Trabajadores de CVG venden chupetas y sus pertenencias para comprar comida

Foto Caraota Digital

La mala alimentación que reciben trabajadores de empresas como la Corporación Venezolana de Guayana (CVG) debido a los paupérrimos salarios que perciben, ha incidido notablemente en su aspecto físico. Han bajado de peso y para llevar el sustento diario a sus hogares, deben dedicarse a vender chupetas al salir de sus labores o las pocas pertenencias que les quedan.

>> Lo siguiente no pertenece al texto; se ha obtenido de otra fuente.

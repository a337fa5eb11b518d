//! Priority command queue
//!
//! Pending commands live in a binary heap ordered by `(priority desc,
//! sequence asc)`, so higher priorities always dequeue first and equal
//! priorities keep their enqueue order.
//!
//! The heap, the in-flight counter and the drain resolvers form one piece of
//! state behind a single mutex; every operation touches them in one critical
//! section and never awaits while holding it.
//!
//! ```text
//!  enqueue ──► [ heap ] ──next_ready──► running += 1 ──complete──► running -= 1
//!                 │                                                   │
//!             try_cancel                                    idle? ──► drain waiters
//! ```

use std::cmp::Ordering;
use std::collections::BinaryHeap;
use std::future::Future;
use std::pin::Pin;
use std::task::{Context, Poll};

use parking_lot::Mutex;
use tokio::sync::{futures::Notified, oneshot, Notify};
use tokio::time::Instant;
use tracing::{debug, warn};

use crate::domain::{CommandId, CommandOutcome, CommandPayload, DomainEvent};
use crate::error::{CommandError, CommandResult};
use crate::event_bus::EventSender;

/// A command waiting in the queue
#[derive(Debug)]
pub(crate) struct QueuedItem {
    pub(crate) id: CommandId,
    pub(crate) payload: CommandPayload,
    pub(crate) priority: i32,
    pub(crate) sequence: u64,
    pub(crate) enqueued_at: Instant,
    pub(crate) sink: oneshot::Sender<CommandResult>,
}

impl PartialEq for QueuedItem {
    fn eq(&self, other: &Self) -> bool {
        self.cmp(other) == Ordering::Equal
    }
}

impl Eq for QueuedItem {}

impl PartialOrd for QueuedItem {
    fn partial_cmp(&self, other: &Self) -> Option<Ordering> {
        Some(self.cmp(other))
    }
}

impl Ord for QueuedItem {
    fn cmp(&self, other: &Self) -> Ordering {
        // Max-heap: higher priority first, then lower sequence (earlier) first.
        self.priority
            .cmp(&other.priority)
            .then_with(|| other.sequence.cmp(&self.sequence))
    }
}

/// Handle to a queued command
///
/// Await it to get the command's result. Dropping the ticket does not cancel
/// the command.
#[derive(Debug)]
pub struct CommandTicket {
    id: CommandId,
    receiver: oneshot::Receiver<CommandResult>,
}

impl CommandTicket {
    pub fn id(&self) -> CommandId {
        self.id
    }
}

impl Future for CommandTicket {
    type Output = CommandResult;

    fn poll(mut self: Pin<&mut Self>, cx: &mut Context<'_>) -> Poll<Self::Output> {
        let id = self.id;
        Pin::new(&mut self.receiver)
            .poll(cx)
            .map(|result| result.unwrap_or(Err(CommandError::Cancelled { id })))
    }
}

#[derive(Debug, Default)]
struct QueueState {
    heap: BinaryHeap<QueuedItem>,
    running: usize,
    next_sequence: u64,
    drain_waiters: Vec<oneshot::Sender<()>>,
    closed: bool,
}

impl QueueState {
    fn is_idle(&self) -> bool {
        self.heap.is_empty() && self.running == 0
    }

    fn take_waiters_if_idle(&mut self) -> Vec<oneshot::Sender<()>> {
        if self.is_idle() {
            std::mem::take(&mut self.drain_waiters)
        } else {
            Vec::new()
        }
    }
}

/// Bounded priority queue of pending commands
pub struct PriorityCommandQueue {
    state: Mutex<QueueState>,
    max_size: usize,
    wakeup: Notify,
    events: EventSender,
}

impl PriorityCommandQueue {
    /// Create a queue holding at most `max_size` pending commands
    pub fn new(max_size: usize, events: EventSender) -> Self {
        Self {
            state: Mutex::new(QueueState::default()),
            max_size: max_size.max(1),
            wakeup: Notify::new(),
            events,
        }
    }

    pub fn capacity(&self) -> usize {
        self.max_size
    }

    /// Pending (not yet started) commands
    pub fn len(&self) -> usize {
        self.state.lock().heap.len()
    }

    pub fn is_empty(&self) -> bool {
        self.state.lock().heap.is_empty()
    }

    /// Commands currently executing
    pub fn running(&self) -> usize {
        self.state.lock().running
    }

    /// No pending and no running commands
    pub fn is_idle(&self) -> bool {
        self.state.lock().is_idle()
    }

    pub fn is_closed(&self) -> bool {
        self.state.lock().closed
    }

    /// Add a command to the queue.
    ///
    /// Fails with [`CommandError::QueueFull`] when `max_size` commands are
    /// already pending; the rejected command is not buffered.
    pub fn enqueue(&self, payload: CommandPayload, priority: i32) -> Result<CommandTicket, CommandError> {
        let id = CommandId::new();
        let (sink, receiver) = oneshot::channel();
        let name = payload.name.clone();

        let queue_len = {
            let mut state = self.state.lock();
            if state.closed {
                return Err(CommandError::Closed);
            }
            if state.heap.len() >= self.max_size {
                warn!(
                    command = %name,
                    capacity = self.max_size,
                    "[Queue] Rejected command, queue full"
                );
                return Err(CommandError::QueueFull {
                    capacity: self.max_size,
                });
            }

            let sequence = state.next_sequence;
            state.next_sequence += 1;
            state.heap.push(QueuedItem {
                id,
                payload,
                priority,
                sequence,
                enqueued_at: Instant::now(),
                sink,
            });
            state.heap.len()
        };

        debug!(command_id = %id, command = %name, priority, queue_len, "[Queue] Enqueued command");
        self.events.emit(DomainEvent::CommandQueued {
            command_id: id,
            name,
            priority,
            queue_len,
        });
        self.wakeup.notify_one();

        Ok(CommandTicket { id, receiver })
    }

    /// Remove a command that has not started yet.
    ///
    /// Its ticket settles with [`CommandError::Cancelled`]. Returns false if
    /// the command already started or is unknown.
    pub fn try_cancel(&self, id: CommandId) -> bool {
        let (item, waiters) = {
            let mut state = self.state.lock();
            if !state.heap.iter().any(|item| item.id == id) {
                return false;
            }

            let (mut removed, kept): (Vec<_>, Vec<_>) = std::mem::take(&mut state.heap)
                .into_vec()
                .into_iter()
                .partition(|item| item.id == id);
            state.heap = BinaryHeap::from(kept);

            let waiters = state.take_waiters_if_idle();
            match removed.pop() {
                Some(item) => (item, waiters),
                None => return false,
            }
        };

        debug!(command_id = %id, "[Queue] Cancelled queued command");
        self.settle_cancelled(item);
        notify_waiters(waiters);
        true
    }

    /// Wait until nothing is pending and nothing is running.
    ///
    /// Resolves immediately when already idle. Waiters are released by the
    /// state transition into idle, not by polling.
    pub async fn drain(&self) {
        let receiver = {
            let mut state = self.state.lock();
            if state.is_idle() {
                return;
            }
            let (tx, rx) = oneshot::channel();
            state.drain_waiters.push(tx);
            rx
        };

        // A dropped sender also means there is nothing left to wait for.
        let _ = receiver.await;
    }

    /// Close the queue and cancel everything still pending.
    ///
    /// Returns the number of commands cancelled.
    pub fn close(&self) -> usize {
        let (items, waiters) = {
            let mut state = self.state.lock();
            state.closed = true;
            let items = std::mem::take(&mut state.heap).into_sorted_vec();
            let waiters = state.take_waiters_if_idle();
            (items, waiters)
        };

        let cancelled = items.len();
        // into_sorted_vec is ascending; settle in dequeue order.
        for item in items.into_iter().rev() {
            self.settle_cancelled(item);
        }
        notify_waiters(waiters);
        self.wakeup.notify_one();
        cancelled
    }

    /// Whether the dispatcher may start another command
    pub(crate) fn has_ready(&self, concurrency: usize) -> bool {
        let state = self.state.lock();
        state.running < concurrency && !state.heap.is_empty()
    }

    /// Pop the highest-priority command and count it as running
    pub(crate) fn next_ready(&self, concurrency: usize) -> Option<QueuedItem> {
        let mut state = self.state.lock();
        if state.running >= concurrency {
            return None;
        }
        let item = state.heap.pop()?;
        state.running += 1;
        Some(item)
    }

    /// Mark one running command as finished
    pub(crate) fn complete(&self) {
        let waiters = {
            let mut state = self.state.lock();
            state.running = state.running.saturating_sub(1);
            state.take_waiters_if_idle()
        };
        notify_waiters(waiters);
        self.wakeup.notify_one();
    }

    /// Future that resolves on the next enqueue/complete/close
    pub(crate) fn notified(&self) -> Notified<'_> {
        self.wakeup.notified()
    }

    fn settle_cancelled(&self, item: QueuedItem) {
        let QueuedItem {
            id,
            payload,
            enqueued_at,
            sink,
            ..
        } = item;

        self.events.emit(DomainEvent::CommandCompleted {
            command_id: id,
            name: payload.name,
            outcome: CommandOutcome::Cancelled,
            duration_ms: enqueued_at.elapsed().as_millis() as u64,
        });
        let _ = sink.send(Err(CommandError::Cancelled { id }));
    }
}

fn notify_waiters(waiters: Vec<oneshot::Sender<()>>) {
    for waiter in waiters {
        let _ = waiter.send(());
    }
}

Julio Jiménez tiene 15 años de servicio en el área de Prevención y Riesgo en CVG y señaló que la mayoría solía comer solo arroz y sardina durante el día, mientras que otros se dedicaban a vender chupetas al terminar sus labores, pues los empleados de nómina diaria apenas percibían un salario de Bs. 17.000 semanales.

«Hay un grupo de trabajadores que tienen 20 y 30 años de servicio, y en su mayoría vienen a trabajar y luego salen a vender chupetas, para poder completar aunque sea la alimentación de un día en la familia. Compramos un arroz y un kilo de sardina, y eso es el desayuno, almuerzo y cena», relató.

Jiménez agregó que ya no le quedaban pertenencias para vender y poder comer en la semana, puesto que todas sus herramientas de trabajo las ha tenido que vender para comprar algo de alimento.

José Salas, por su parte, comentó que ha perdido más de 20 kilos por la mala alimentación.

«Físicamente hemos cambiado la mayoría de los trabajadores. Yo pesaba 90 kilos, ahora peso 67 kilos, y no tengo ningún tipo de enfermedad, sencillamente nos estamos alimentando mal. Estamos pasando hambre, no tenemos dinero con qué resolver los problemas. No tenemos con qué mandar a los niños a la escuela», denunció.

En los dos años que Pedro Maldonado lleva al frente de la presidencia de la CVG, no se ha sentado a escuchar los reclamos de los trabajadores y buscar soluciones.